For most of other pensioners, it is the same tale of jeremiad. Mrs Agnes Ayinde from Oyo State retired from the Federal Ministry of Agriculture about a decade ago. She remarked that since they started going for the verification exercise, they had been tossed around by officials like chaff.
“They discriminate in deciding those who they attend to. They attend to those who they know and we do not know anyone except God,” she lamented.
Continuing, Mrs Ayinde said, “Two days ago, a vehicle hit one of us, though unknowingly, and broke the leg of the old pensioner. Do you know that if we had been paid well and in good time, we would not have experienced this artificial hardship? When the officials came for the last exercise, they said our names had been removed from the payroll because we joined service as labourers.
“They said those who got employment through government gazette would not be paid, that such is not valid without a letter of appointment. Since that time, they had stopped my pension.
“The Federal Government has a lot to learn from states in pension payment, especially in Oyo State. State officials will provide canopy and shelter us from inclement weather while attending to us. They don’t lump us together like this; they decentralise points of verification and even come to us in our domain.”
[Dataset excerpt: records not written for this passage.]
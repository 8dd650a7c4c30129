use thiserror::Error;

/// Every failure the environment core can surface to a caller.
#[derive(Debug, Error)]
pub enum GymError {
    /// A space was constructed with an inconsistent domain.
    #[error("invalid space: {0}")]
    InvalidSpace(String),

    /// An environment config describes something that cannot be built.
    #[error("invalid configuration: {0}")]
    InvalidConfig(String),

    #[error("no environment registered with id '{0}'")]
    NotFound(String),

    #[error("registered environment '{id}' does not match requested types (expected {expected}, found {found})")]
    TypeMismatch {
        id: String,
        expected: &'static str,
        found: &'static str,
    },

    #[error("action {0} is outside the declared action space")]
    InvalidAction(String),

    /// A space value could not be converted to the requested payload type.
    #[error("expected a {expected} value, got {found}")]
    ValueMismatch {
        expected: &'static str,
        found: &'static str,
    },

    #[error("wrong amount of actions: got {got}, expecting {expected}")]
    BatchSize { expected: usize, got: usize },

    #[error("step_wait called with no step_async pending")]
    NoPendingStep,

    #[error("unknown render mode '{0}'")]
    UnknownRenderMode(String),

    #[error("environment registry lock was poisoned")]
    RegistryPoisoned,

    #[error(transparent)]
    Io(#[from] std::io::Error),

    #[error(transparent)]
    Csv(#[from] csv::Error),

    #[error(transparent)]
    Shape(#[from] ndarray::ShapeError),
}

pub type Result<T, E = GymError> = std::result::Result<T, E>;
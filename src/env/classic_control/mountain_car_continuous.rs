use burn::config::Config;
use log::warn;
use rand::rngs::StdRng;

use crate::{
    common::{
        errors::Result,
        spaces::{BoxSpace, Space},
        utils::seeded_rng,
    },
    env::{
        base::{Env, EnvObservation, EnvSpec, RewardRange},
        render::RenderMode,
    },
};

use super::mountain_car::{
    render_valley, valley_reset, valley_step, MAX_POSITION, MAX_SPEED, MIN_POSITION,
};

#[derive(Config)]
pub struct MountainCarContinuousConfig {
    #[config(default = 999)]
    pub max_steps: usize,
    pub seed: Option<u64>,
}

impl MountainCarContinuousConfig {
    pub fn init(&self) -> Result<MountainCarContinuousEnv> {
        let mut env = MountainCarContinuousEnv {
            goal_position: 0.45,
            power: 0.0015,
            state: vec![0.0, 0.0],
            steps_beyond_done: None,
            curr_steps: 0,
            max_steps: self.max_steps,
            rng: seeded_rng(self.seed),
            action_space: BoxSpace::new(vec![-1.0], vec![1.0])?.into(),
            observation_space: BoxSpace::new(
                vec![MIN_POSITION, -MAX_SPEED],
                vec![MAX_POSITION, MAX_SPEED],
            )?
            .into(),
        };
        env.reset();

        Ok(env)
    }
}

/// Mountain car with a continuous engine. Every step pays for the velocity it
/// carries and reaching the flag pays out 100.
#[derive(Debug, Clone)]
pub struct MountainCarContinuousEnv {
    goal_position: f32,
    power: f32,
    state: Vec<f32>,
    steps_beyond_done: Option<usize>,
    curr_steps: usize,
    max_steps: usize,
    rng: StdRng,
    action_space: Space,
    observation_space: Space,
}

impl Env<Vec<f32>, Vec<f32>> for MountainCarContinuousEnv {
    fn step(&mut self, action: &Vec<f32>) -> EnvObservation<Vec<f32>> {
        let force = action.first().copied().unwrap_or(0.0).clamp(-1.0, 1.0);
        let (p, v) = valley_step(self.state[0], self.state[1], force * self.power);
        self.state = vec![p, v];
        self.curr_steps += 1;

        let reached_goal = p >= self.goal_position;
        let done = reached_goal || self.curr_steps >= self.max_steps;
        if done {
            match self.steps_beyond_done {
                None => self.steps_beyond_done = Some(0),
                Some(0) => {
                    warn!(
                        "calling step() on a finished MountainCarContinuous episode; \
                         call reset() first"
                    );
                    self.steps_beyond_done = Some(1);
                }
                Some(s) => self.steps_beyond_done = Some(s + 1),
            }
        }

        let mut reward = v as f64 * 0.1;
        if reached_goal {
            reward += 100.0;
        }

        EnvObservation {
            obs: self.state.clone(),
            reward,
            done,
            info: Default::default(),
        }
    }

    fn reset(&mut self) -> Vec<f32> {
        self.state = valley_reset(&mut self.rng);
        self.steps_beyond_done = None;
        self.curr_steps = 0;

        self.state.clone()
    }

    fn render(&self, mode: RenderMode) {
        if mode == RenderMode::Human {
            render_valley("MountainCarContinuous", &self.state);
        }
    }

    fn seed(&mut self, seed: Option<u64>) {
        self.rng = seeded_rng(seed);
        if let Some(seed) = seed {
            self.action_space.seed(seed);
            self.observation_space.seed(seed);
        }
    }

    fn action_space(&self) -> &Space {
        &self.action_space
    }

    fn observation_space(&self) -> &Space {
        &self.observation_space
    }

    fn reward_range(&self) -> RewardRange {
        let per_step = (MAX_SPEED * 0.1) as f64;
        RewardRange {
            low: -per_step,
            high: 100.0 + per_step,
        }
    }

    fn spec(&self) -> Option<EnvSpec> {
        Some(
            EnvSpec::new("MountainCarContinuous-v0")
                .with_max_episode_steps(self.max_steps)
                .with_reward_threshold(90.0),
        )
    }

    fn unwrapped(&self) -> &dyn Env<Vec<f32>, Vec<f32>> {
        self
    }
}

#[cfg(test)]
mod test {
    use crate::{common::convert::ToSpaceValue, env::base::Env};

    use super::MountainCarContinuousConfig;

    #[test]
    fn test_random_episode_stays_in_space() {
        let mut env = MountainCarContinuousConfig::new()
            .with_seed(Some(0))
            .init()
            .unwrap();
        let mut action_space = env.action_space().clone();
        let mut done = false;
        let mut steps = 0;
        env.reset();

        while !done {
            let a = action_space.sample().try_into().unwrap();
            let res = env.step(&a);
            assert!(env.observation_space().contains(&res.obs.to_space_value()));
            done = res.done;
            steps += 1;
        }

        assert!(steps <= 999);
    }

    #[test]
    fn test_oversized_action_is_clamped() {
        let mut a = MountainCarContinuousConfig::new()
            .with_seed(Some(2))
            .init()
            .unwrap();
        let mut b = a.clone();

        let res_a = a.step(&vec![50.0]);
        let res_b = b.step(&vec![1.0]);
        assert_eq!(res_a.obs, res_b.obs);
        assert_eq!(res_a.reward, res_b.reward);
    }

    #[test]
    fn test_goal_pays_out() {
        let mut env = MountainCarContinuousConfig::new()
            .with_seed(Some(0))
            .init()
            .unwrap();
        let mut obs = env.reset();
        let mut last = None;

        for _ in 0..999 {
            let push = if obs[1] < 0.0 { -1.0 } else { 1.0 };
            let res = env.step(&vec![push]);
            obs = res.obs.clone();
            if res.done {
                last = Some(res);
                break;
            }
        }

        let last = last.unwrap();
        assert!(last.obs[0] >= 0.45);
        assert!(last.reward > 100.0);
    }
}
use burn::config::Config;
use core::fmt::Debug;
use log::info;

use crate::{
    common::{errors::Result, utils::mean},
    env::base::Env,
};

use super::agent::Agent;

#[derive(Clone, Debug)]
pub struct EvalResult {
    pub mean_len: f64,
    pub mean_reward: f64,
    pub episode_rewards: Vec<f64>,
    pub episode_lengths: Vec<usize>,
}

#[derive(Config)]
pub struct EvalConfig {
    #[config(default = 10)]
    pub n_eval_episodes: usize,
    /// Ask the agent for its best action instead of exploring.
    #[config(default = true)]
    pub greedy: bool,
    /// Cuts episodes of envs that never finish on their own.
    pub max_episode_steps: Option<usize>,
    #[config(default = false)]
    pub print_obs: bool,
    #[config(default = false)]
    pub print_action: bool,
    #[config(default = false)]
    pub print_reward: bool,
    #[config(default = false)]
    pub print_done: bool,
}

/// Runs `agent` on `env` for `cfg.n_eval_episodes` full episodes and reports
/// the mean return and length.
pub fn evaluate_policy<O: Clone + Debug, A: Debug>(
    agent: &mut dyn Agent<O, A>,
    env: &mut dyn Env<O, A>,
    cfg: &EvalConfig,
) -> Result<EvalResult> {
    let mut episode_rewards = Vec::with_capacity(cfg.n_eval_episodes);
    let mut episode_lengths = Vec::with_capacity(cfg.n_eval_episodes);

    let mut state = env.reset();
    let mut running_reward = 0.0;
    let mut ep_len = 0;

    info!("starting evaluation over {} episodes", cfg.n_eval_episodes);

    while episode_rewards.len() < cfg.n_eval_episodes {
        if cfg.print_obs {
            println!("state: {:?}", state);
        }

        let action = agent.act(&state, cfg.greedy)?;

        if cfg.print_action {
            println!("action: {:?}", action);
        }

        let step_sample = env.step(&action);

        running_reward += step_sample.reward;
        ep_len += 1;
        let cut = cfg.max_episode_steps.is_some_and(|m| ep_len >= m);
        let done = step_sample.done || cut;

        if cfg.print_reward {
            println!("reward: {:?}", step_sample.reward);
        }

        if cfg.print_done {
            println!("done: {:?}", done);
        }

        if done {
            episode_rewards.push(running_reward);
            episode_lengths.push(ep_len);

            running_reward = 0.0;
            ep_len = 0;

            state = env.reset();
        } else {
            state = step_sample.obs;
        }
    }

    let lengths: Vec<f64> = episode_lengths.iter().map(|l| *l as f64).collect();
    let result = EvalResult {
        mean_len: mean(&lengths),
        mean_reward: mean(&episode_rewards),
        episode_rewards,
        episode_lengths,
    };

    info!(
        "evaluation done: mean reward {:.3}, mean length {:.1}",
        result.mean_reward, result.mean_len
    );

    Ok(result)
}

#[cfg(test)]
mod test {
    use assert_approx_eq::assert_approx_eq;

    use crate::{
        common::{
            agent::{Agent, RandomAgent},
            errors::Result,
        },
        env::{
            base::Env,
            classic_control::pendulum::PendulumConfig,
            probe::DummyEnv,
            toy_text::{frozen_lake::FrozenLakeConfig, DOWN, RIGHT},
        },
    };

    use super::{evaluate_policy, EvalConfig};

    struct Constant(usize);

    impl Agent<usize, usize> for Constant {
        fn act(&mut self, _obs: &usize, _greedy: bool) -> Result<usize> {
            Ok(self.0)
        }
    }

    struct LakeWalker;

    impl Agent<usize, usize> for LakeWalker {
        fn act(&mut self, obs: &usize, _greedy: bool) -> Result<usize> {
            // the shortest safe path on the default lake
            Ok(match obs {
                0 | 4 | 10 => DOWN,
                _ => RIGHT,
            })
        }
    }

    #[test]
    fn test_eval_dummy() {
        let mut env = DummyEnv::new().unwrap();
        let mut agent = Constant(4);

        let res = evaluate_policy(&mut agent, &mut env, &EvalConfig::new().with_n_eval_episodes(3))
            .unwrap();

        // 4 + 8 + 12 over three steps, every episode
        assert_eq!(res.episode_lengths, vec![3, 3, 3]);
        assert_approx_eq!(res.mean_reward, 24.0);
        assert_approx_eq!(res.mean_len, 3.0);
    }

    #[test]
    fn test_eval_solves_frozen_lake() {
        let mut env = FrozenLakeConfig::new().init().unwrap();
        let res = evaluate_policy(&mut LakeWalker, &mut env, &EvalConfig::new()).unwrap();

        assert_eq!(res.episode_rewards, vec![1.0; 10]);
        assert_approx_eq!(res.mean_len, 6.0);
    }

    #[test]
    fn test_eval_cuts_endless_episodes() {
        let mut env = PendulumConfig::new().with_seed(Some(0)).init().unwrap();
        let mut agent = RandomAgent::new(env.action_space().clone(), Some(0));

        let cfg = EvalConfig::new()
            .with_n_eval_episodes(2)
            .with_max_episode_steps(Some(50));
        let res = evaluate_policy(&mut agent, &mut env, &cfg).unwrap();

        assert_eq!(res.episode_lengths, vec![50, 50]);
        assert!(res.mean_reward < 0.0);
    }
}
pub mod agent;
pub mod convert;
pub mod errors;
pub mod eval;
pub mod spaces;
pub mod to_tensor;
pub mod utils;
pub mod vec_env;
For Mrs Felicia Omoyinbo, 75, a 1999 retiree from Military Hospital in Ibadan, life after retirement has been cruel and brutish, like in the Hobbesian State of Nature. Although she had been paid her gratuity, 11 years after she was put out to the pasture by the Federal Government, she has not been paid her pension.
“I served this country for 33 years and 11 years after I retired, my pension is not forthcoming; no farthing. I have been surviving on the grace of God. It is a shame that after so many years of hard work for this country, I still labour as a maidservant as well as a washerwoman to make ends meet,” the pensioner, who spoke with teary eyes, lamented.
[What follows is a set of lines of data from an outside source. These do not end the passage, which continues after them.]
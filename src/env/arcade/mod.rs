//! Raster arcade games drawn on a [`Framebuffer`].
//!
//! Each step runs in a fixed order: apply the action, move entities, resolve
//! wall collisions, resolve entity collisions and scoring, check termination,
//! then redraw the whole frame.

pub mod breakout;
mod framebuffer;
pub mod pong;
pub mod space_invaders;

pub use framebuffer::{
    Framebuffer, Rgb, BLACK, BLUE, CYAN, GREEN, MAGENTA, ORANGE, PURPLE, RED, WHITE, YELLOW,
};

use crate::common::{
    errors::Result,
    spaces::{BoxSpace, Space},
};

use super::{base::Metadata, render::RenderMode};

/// Every arcade game caps its episodes at this many steps.
pub const MAX_ARCADE_STEPS: usize = 10_000;

pub(crate) fn screen_space() -> Result<Space> {
    Ok(BoxSpace::uniform(Framebuffer::LEN, 0.0, 255.0)?.into())
}

pub(crate) fn arcade_metadata() -> Metadata {
    Metadata {
        render_modes: vec![RenderMode::Human, RenderMode::RgbArray],
        render_fps: Some(60),
    }
}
Amid sobs and dabbing of her wet face, she appealed to the Federal Government to lessen the plight of the senior citizens of the country. She said she had spent all she had on transportation.
“I submitted all the necessary documents since October 12 and as I speak, I have not been attended to by the officials. We have seen that it is only those who bribe the officials that are cleared. Let government pay us one or two year’s pension and save us from this frequent tragedy among us.
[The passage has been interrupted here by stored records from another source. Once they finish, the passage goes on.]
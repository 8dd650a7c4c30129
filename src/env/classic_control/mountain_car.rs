use burn::config::Config;
use log::warn;
use rand::rngs::StdRng;

use crate::{
    common::{
        errors::Result,
        spaces::{BoxSpace, Discrete, Space},
        utils::{generate_random_vector, seeded_rng},
    },
    env::{
        base::{Env, EnvObservation, EnvSpec, RewardRange},
        render::{render_header, track_line, RenderMode},
    },
};

pub(crate) const MIN_POSITION: f32 = -1.2;
pub(crate) const MAX_POSITION: f32 = 0.6;
pub(crate) const MAX_SPEED: f32 = 0.07;
const GRAVITY: f32 = 0.0025;

/// One step of the valley dynamics shared by both mountain car variants.
///
/// The velocity is clamped before it moves the car; hitting the left wall pins
/// the car there and kills its velocity.
pub(crate) fn valley_step(position: f32, velocity: f32, push: f32) -> (f32, f32) {
    let mut v = velocity + push - GRAVITY * (3.0 * position).cos();
    v = v.clamp(-MAX_SPEED, MAX_SPEED);

    let mut p = position + v;
    if p < MIN_POSITION {
        p = MIN_POSITION;
        v = 0.0;
    }

    (p.min(MAX_POSITION), v)
}

pub(crate) fn valley_reset(rng: &mut StdRng) -> Vec<f32> {
    generate_random_vector(rng, &[-0.6, 0.0], &[-0.4, 0.0])
}

pub(crate) fn render_valley(name: &str, state: &[f32]) {
    render_header(name);
    println!("{}", track_line(state[0], MIN_POSITION, MAX_POSITION, 21));
    println!("Vel: {:.3}", state[1]);
}

#[derive(Config)]
pub struct MountainCarConfig {
    #[config(default = 200)]
    pub max_steps: usize,
    pub seed: Option<u64>,
}

impl MountainCarConfig {
    pub fn init(&self) -> Result<MountainCarEnv> {
        let mut env = MountainCarEnv {
            goal_position: 0.5,
            force: 0.001,
            state: vec![0.0, 0.0],
            steps_beyond_done: None,
            curr_steps: 0,
            max_steps: self.max_steps,
            rng: seeded_rng(self.seed),
            action_space: Discrete::new(3)?.into(),
            observation_space: BoxSpace::new(
                vec![MIN_POSITION, -MAX_SPEED],
                vec![MAX_POSITION, MAX_SPEED],
            )?
            .into(),
        };
        env.reset();

        Ok(env)
    }
}

/// An underpowered car in a valley; it has to rock back and forth to build
/// enough momentum to reach the flag. Actions push left, coast, push right.
#[derive(Debug, Clone)]
pub struct MountainCarEnv {
    goal_position: f32,
    force: f32,
    state: Vec<f32>,
    steps_beyond_done: Option<usize>,
    curr_steps: usize,
    max_steps: usize,
    rng: StdRng,
    action_space: Space,
    observation_space: Space,
}

impl Env<Vec<f32>, usize> for MountainCarEnv {
    fn step(&mut self, action: &usize) -> EnvObservation<Vec<f32>> {
        let push = match *action {
            0 => -self.force,
            2 => self.force,
            _ => 0.0,
        };
        let (p, v) = valley_step(self.state[0], self.state[1], push);
        self.state = vec![p, v];
        self.curr_steps += 1;

        let reached_goal = p >= self.goal_position;
        let done = reached_goal || self.curr_steps >= self.max_steps;
        if done {
            match self.steps_beyond_done {
                None => self.steps_beyond_done = Some(0),
                Some(0) => {
                    warn!("calling step() on a finished MountainCar episode; call reset() first");
                    self.steps_beyond_done = Some(1);
                }
                Some(s) => self.steps_beyond_done = Some(s + 1),
            }
        }

        EnvObservation {
            obs: self.state.clone(),
            reward: if reached_goal { 0.0 } else { -1.0 },
            done,
            info: Default::default(),
        }
    }

    fn reset(&mut self) -> Vec<f32> {
        self.state = valley_reset(&mut self.rng);
        self.steps_beyond_done = None;
        self.curr_steps = 0;

        self.state.clone()
    }

    fn render(&self, mode: RenderMode) {
        if mode == RenderMode::Human {
            render_valley("MountainCar", &self.state);
        }
    }

    fn seed(&mut self, seed: Option<u64>) {
        self.rng = seeded_rng(seed);
        if let Some(seed) = seed {
            self.action_space.seed(seed);
            self.observation_space.seed(seed);
        }
    }

    fn action_space(&self) -> &Space {
        &self.action_space
    }

    fn observation_space(&self) -> &Space {
        &self.observation_space
    }

    fn reward_range(&self) -> RewardRange {
        RewardRange {
            low: -1.0,
            high: 0.0,
        }
    }

    fn spec(&self) -> Option<EnvSpec> {
        Some(
            EnvSpec::new("MountainCar-v0")
                .with_max_episode_steps(self.max_steps)
                .with_reward_threshold(-110.0),
        )
    }

    fn unwrapped(&self) -> &dyn Env<Vec<f32>, usize> {
        self
    }
}

#[cfg(test)]
mod test {
    use assert_approx_eq::assert_approx_eq;

    use crate::{common::convert::ToSpaceValue, env::base::Env};

    use super::{valley_step, MountainCarConfig, MAX_SPEED, MIN_POSITION};

    #[test]
    fn test_mountaincar() {
        let mut env = MountainCarConfig::new().with_seed(Some(0)).init().unwrap();
        let mut action_space = env.action_space().clone();
        let mut done = false;
        env.reset();

        while !done {
            let a = action_space.sample().try_into().unwrap();
            let result = env.step(&a);
            assert!(env
                .observation_space()
                .contains(&result.obs.to_space_value()));
            done = result.done;
        }
    }

    #[test]
    fn test_episode_length_is_bounded() {
        for action in [0, 1, 2] {
            let mut env = MountainCarConfig::new().with_seed(Some(4)).init().unwrap();
            env.reset();

            let mut steps = 1;
            while !env.step(&action).done {
                steps += 1;
            }
            // no constant push climbs out of the valley
            assert_eq!(steps, 200);
        }
    }

    #[test]
    fn test_left_wall_pins_the_car() {
        let (p, v) = valley_step(-1.19, -0.07, -0.001);
        assert_eq!(p, MIN_POSITION);
        assert_eq!(v, 0.0);
    }

    #[test]
    fn test_velocity_is_clamped_before_moving() {
        let (p, v) = valley_step(0.0, 0.0699, 0.01);
        assert_eq!(v, MAX_SPEED);
        assert_approx_eq!(p, MAX_SPEED);
    }

    #[test]
    fn test_oscillating_policy_reaches_the_flag() {
        let mut env = MountainCarConfig::new()
            .with_max_steps(1000)
            .with_seed(Some(0))
            .init()
            .unwrap();
        let mut obs = env.reset();

        for _ in 0..1000 {
            // push in the direction of travel
            let action = if obs[1] < 0.0 { 0 } else { 2 };
            let res = env.step(&action);
            obs = res.obs;
            if res.done {
                break;
            }
        }

        assert!(obs[0] >= 0.5);
    }

    #[test]
    fn test_capped_episode_pays_every_step() {
        let mut env = MountainCarConfig::new().with_seed(Some(0)).init().unwrap();
        env.reset();

        let mut rewards = vec![];
        loop {
            let res = env.step(&1);
            rewards.push(res.reward);
            if res.done {
                break;
            }
        }

        assert_eq!(rewards.len(), 200);
        assert!(rewards.iter().all(|r| *r == -1.0));
        assert_approx_eq!(rewards.iter().sum::<f64>(), -200.0);
    }

    #[test]
    fn test_unknown_action_coasts() {
        let mut env = MountainCarConfig::new().with_seed(Some(1)).init().unwrap();
        env.reset();
        let mut coasting = env.clone();

        for _ in 0..20 {
            assert_eq!(env.step(&5).obs, coasting.step(&1).obs);
        }
    }

    #[test]
    fn test_reaching_the_flag_pays_zero() {
        let mut env = MountainCarConfig::new()
            .with_max_steps(1000)
            .with_seed(Some(0))
            .init()
            .unwrap();
        let mut obs = env.reset();

        loop {
            let action = if obs[1] < 0.0 { 0 } else { 2 };
            let res = env.step(&action);
            obs = res.obs;
            if res.done {
                assert!(obs[0] >= 0.5);
                assert_eq!(res.reward, 0.0);
                break;
            }
            assert_eq!(res.reward, -1.0);
        }
    }
}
“We know there is government in this country, at least elections are held every four years and people are sworn in. What we have not had for a long time in this country is a compassionate government. We don’t know who to turn to for help, but we know that God is watching,” said Joseph Ojo, a 67-year-old federal retiree.
Out of 9,000 to be covered in the verification exercise, about 7, 000 pensioners had completed the verification process. The exercise has also been extended by two weeks as requested by the pensioners.
What the senior citizens are also calling for is the decentralisation of the verification as the concentration of all the federal pensioners from the defunct Western Region in Ibadan is considered cumbersome.